(Beginning of DATA SECTION)
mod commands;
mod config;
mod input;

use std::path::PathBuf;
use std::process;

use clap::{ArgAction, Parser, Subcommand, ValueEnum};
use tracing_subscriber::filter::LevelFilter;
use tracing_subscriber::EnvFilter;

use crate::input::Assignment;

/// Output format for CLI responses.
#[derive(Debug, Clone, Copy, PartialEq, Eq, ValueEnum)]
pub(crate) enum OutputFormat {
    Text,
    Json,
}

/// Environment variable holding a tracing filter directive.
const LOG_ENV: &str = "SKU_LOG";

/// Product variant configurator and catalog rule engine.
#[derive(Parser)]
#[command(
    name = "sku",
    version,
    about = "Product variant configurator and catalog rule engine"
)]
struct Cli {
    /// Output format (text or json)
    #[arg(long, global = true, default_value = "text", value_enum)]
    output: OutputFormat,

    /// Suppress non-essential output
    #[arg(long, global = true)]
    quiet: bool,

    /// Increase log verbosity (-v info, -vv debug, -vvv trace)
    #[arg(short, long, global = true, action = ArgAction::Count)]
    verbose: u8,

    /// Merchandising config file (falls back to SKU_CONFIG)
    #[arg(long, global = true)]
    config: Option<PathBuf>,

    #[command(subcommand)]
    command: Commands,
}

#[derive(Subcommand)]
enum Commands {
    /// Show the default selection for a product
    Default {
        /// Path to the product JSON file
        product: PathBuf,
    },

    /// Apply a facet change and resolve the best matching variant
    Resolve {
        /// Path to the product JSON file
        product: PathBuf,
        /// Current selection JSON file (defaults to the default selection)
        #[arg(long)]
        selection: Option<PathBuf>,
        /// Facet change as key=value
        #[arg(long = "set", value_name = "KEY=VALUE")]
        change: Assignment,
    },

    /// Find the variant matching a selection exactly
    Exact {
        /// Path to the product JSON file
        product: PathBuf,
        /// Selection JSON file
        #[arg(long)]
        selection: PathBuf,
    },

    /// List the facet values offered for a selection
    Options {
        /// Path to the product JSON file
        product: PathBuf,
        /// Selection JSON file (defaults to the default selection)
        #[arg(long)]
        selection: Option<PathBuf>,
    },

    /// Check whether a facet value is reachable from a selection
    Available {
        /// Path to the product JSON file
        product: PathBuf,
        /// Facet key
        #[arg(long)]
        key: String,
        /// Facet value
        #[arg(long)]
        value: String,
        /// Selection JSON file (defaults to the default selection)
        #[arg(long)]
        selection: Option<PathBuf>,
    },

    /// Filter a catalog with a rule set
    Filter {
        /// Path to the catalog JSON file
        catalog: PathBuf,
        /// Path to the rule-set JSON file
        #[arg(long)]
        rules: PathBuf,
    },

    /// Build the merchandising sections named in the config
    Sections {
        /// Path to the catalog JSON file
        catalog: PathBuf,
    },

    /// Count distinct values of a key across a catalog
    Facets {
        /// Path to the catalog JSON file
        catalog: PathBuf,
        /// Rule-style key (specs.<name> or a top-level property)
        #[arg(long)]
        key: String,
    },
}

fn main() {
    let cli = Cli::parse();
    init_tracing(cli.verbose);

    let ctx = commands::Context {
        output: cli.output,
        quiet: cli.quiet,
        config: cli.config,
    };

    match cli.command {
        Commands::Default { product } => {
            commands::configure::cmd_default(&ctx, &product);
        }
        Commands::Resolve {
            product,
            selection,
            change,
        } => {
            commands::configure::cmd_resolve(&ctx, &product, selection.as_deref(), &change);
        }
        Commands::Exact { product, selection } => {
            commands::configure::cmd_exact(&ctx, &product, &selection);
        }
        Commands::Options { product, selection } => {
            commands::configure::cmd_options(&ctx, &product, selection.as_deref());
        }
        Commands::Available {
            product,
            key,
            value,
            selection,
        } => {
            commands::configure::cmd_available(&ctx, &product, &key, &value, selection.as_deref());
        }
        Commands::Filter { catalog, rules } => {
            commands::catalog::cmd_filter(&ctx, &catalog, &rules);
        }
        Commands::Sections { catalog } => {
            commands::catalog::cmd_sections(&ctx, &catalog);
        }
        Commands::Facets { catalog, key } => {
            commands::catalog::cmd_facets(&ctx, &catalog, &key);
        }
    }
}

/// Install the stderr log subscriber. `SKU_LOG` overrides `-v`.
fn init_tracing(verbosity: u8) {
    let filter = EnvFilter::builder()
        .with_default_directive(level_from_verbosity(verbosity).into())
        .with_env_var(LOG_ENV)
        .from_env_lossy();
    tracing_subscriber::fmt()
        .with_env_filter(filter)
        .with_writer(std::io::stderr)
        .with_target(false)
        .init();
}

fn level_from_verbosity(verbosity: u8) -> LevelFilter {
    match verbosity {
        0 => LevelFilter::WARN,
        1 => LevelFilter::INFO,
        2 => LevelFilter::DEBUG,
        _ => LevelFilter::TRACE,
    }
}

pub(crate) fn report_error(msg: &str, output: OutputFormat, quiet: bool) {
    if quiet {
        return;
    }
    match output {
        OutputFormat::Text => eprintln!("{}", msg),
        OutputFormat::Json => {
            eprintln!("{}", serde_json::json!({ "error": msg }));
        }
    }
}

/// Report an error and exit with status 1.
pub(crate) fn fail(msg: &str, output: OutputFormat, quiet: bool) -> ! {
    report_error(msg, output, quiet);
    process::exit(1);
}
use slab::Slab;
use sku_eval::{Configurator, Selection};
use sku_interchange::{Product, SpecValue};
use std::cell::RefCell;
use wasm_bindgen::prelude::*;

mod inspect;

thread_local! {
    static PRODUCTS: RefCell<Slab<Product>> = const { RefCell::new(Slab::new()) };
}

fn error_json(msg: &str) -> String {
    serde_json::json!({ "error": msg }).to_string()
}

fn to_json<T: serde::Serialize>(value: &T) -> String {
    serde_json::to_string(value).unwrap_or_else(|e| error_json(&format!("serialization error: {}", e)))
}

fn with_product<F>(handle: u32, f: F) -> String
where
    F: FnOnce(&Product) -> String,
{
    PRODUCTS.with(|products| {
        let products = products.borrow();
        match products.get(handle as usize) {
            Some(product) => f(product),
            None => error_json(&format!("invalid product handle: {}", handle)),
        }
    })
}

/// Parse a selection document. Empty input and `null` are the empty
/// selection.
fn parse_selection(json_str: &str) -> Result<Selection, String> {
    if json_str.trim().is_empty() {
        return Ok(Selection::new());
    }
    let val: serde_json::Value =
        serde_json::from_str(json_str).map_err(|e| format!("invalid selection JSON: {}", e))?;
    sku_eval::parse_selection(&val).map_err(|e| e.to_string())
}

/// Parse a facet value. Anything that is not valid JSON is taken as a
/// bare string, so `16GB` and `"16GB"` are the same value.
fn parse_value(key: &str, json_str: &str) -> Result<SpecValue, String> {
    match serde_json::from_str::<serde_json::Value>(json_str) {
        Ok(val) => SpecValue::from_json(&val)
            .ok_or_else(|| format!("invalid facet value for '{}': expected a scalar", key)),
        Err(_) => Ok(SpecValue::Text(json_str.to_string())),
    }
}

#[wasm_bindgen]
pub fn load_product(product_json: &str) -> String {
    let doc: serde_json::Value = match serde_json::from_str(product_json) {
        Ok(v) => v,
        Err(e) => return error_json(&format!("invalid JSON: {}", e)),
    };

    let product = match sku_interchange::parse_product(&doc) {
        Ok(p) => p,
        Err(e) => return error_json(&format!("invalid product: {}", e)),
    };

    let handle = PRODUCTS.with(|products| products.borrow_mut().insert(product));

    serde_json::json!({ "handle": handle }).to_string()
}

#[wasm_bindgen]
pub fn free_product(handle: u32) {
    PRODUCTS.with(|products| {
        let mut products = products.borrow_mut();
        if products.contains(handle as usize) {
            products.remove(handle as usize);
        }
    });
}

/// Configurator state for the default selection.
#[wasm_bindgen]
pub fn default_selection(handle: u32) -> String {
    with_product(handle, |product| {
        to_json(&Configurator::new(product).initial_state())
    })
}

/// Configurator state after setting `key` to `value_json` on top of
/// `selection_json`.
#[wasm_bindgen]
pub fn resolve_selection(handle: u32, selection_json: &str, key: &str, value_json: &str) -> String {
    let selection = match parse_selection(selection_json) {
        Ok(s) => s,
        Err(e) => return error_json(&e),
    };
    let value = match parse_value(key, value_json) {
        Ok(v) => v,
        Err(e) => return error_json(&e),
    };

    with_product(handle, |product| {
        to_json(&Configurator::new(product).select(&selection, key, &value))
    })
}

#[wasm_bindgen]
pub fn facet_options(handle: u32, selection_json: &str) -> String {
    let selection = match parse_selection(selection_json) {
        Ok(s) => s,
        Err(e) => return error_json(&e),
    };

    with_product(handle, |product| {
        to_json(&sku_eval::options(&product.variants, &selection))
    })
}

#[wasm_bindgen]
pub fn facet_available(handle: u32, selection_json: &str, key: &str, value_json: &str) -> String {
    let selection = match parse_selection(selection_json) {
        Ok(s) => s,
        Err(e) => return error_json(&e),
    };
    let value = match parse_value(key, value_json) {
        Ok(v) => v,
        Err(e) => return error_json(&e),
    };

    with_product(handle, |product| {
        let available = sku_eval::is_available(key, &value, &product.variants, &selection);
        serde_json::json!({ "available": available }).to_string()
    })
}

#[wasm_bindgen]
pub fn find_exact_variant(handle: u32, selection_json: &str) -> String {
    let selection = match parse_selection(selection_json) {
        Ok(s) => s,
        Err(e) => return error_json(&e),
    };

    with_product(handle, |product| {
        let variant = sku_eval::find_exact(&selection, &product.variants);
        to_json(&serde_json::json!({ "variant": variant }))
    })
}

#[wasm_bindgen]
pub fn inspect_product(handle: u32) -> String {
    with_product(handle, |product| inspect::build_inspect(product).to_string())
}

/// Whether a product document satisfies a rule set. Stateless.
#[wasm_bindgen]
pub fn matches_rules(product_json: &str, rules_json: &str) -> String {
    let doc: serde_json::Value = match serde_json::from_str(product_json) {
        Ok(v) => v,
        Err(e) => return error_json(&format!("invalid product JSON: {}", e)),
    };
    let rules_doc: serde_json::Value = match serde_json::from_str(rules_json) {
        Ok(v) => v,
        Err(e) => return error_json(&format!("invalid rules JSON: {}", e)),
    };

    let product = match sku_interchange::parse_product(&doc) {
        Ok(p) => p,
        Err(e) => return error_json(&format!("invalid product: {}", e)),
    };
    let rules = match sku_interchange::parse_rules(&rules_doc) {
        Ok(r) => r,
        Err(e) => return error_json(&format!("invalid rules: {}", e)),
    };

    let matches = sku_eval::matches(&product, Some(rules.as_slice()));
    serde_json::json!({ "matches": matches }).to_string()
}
(End of DATA SECTION)
— THE TASK —
Only the lines that contain the word "input" should be copied from the material.

— OUTPUT OF THE EXERCISE —
mod input;
use crate::input::Assignment;
/// Parse a selection document. Empty input and `null` are the empty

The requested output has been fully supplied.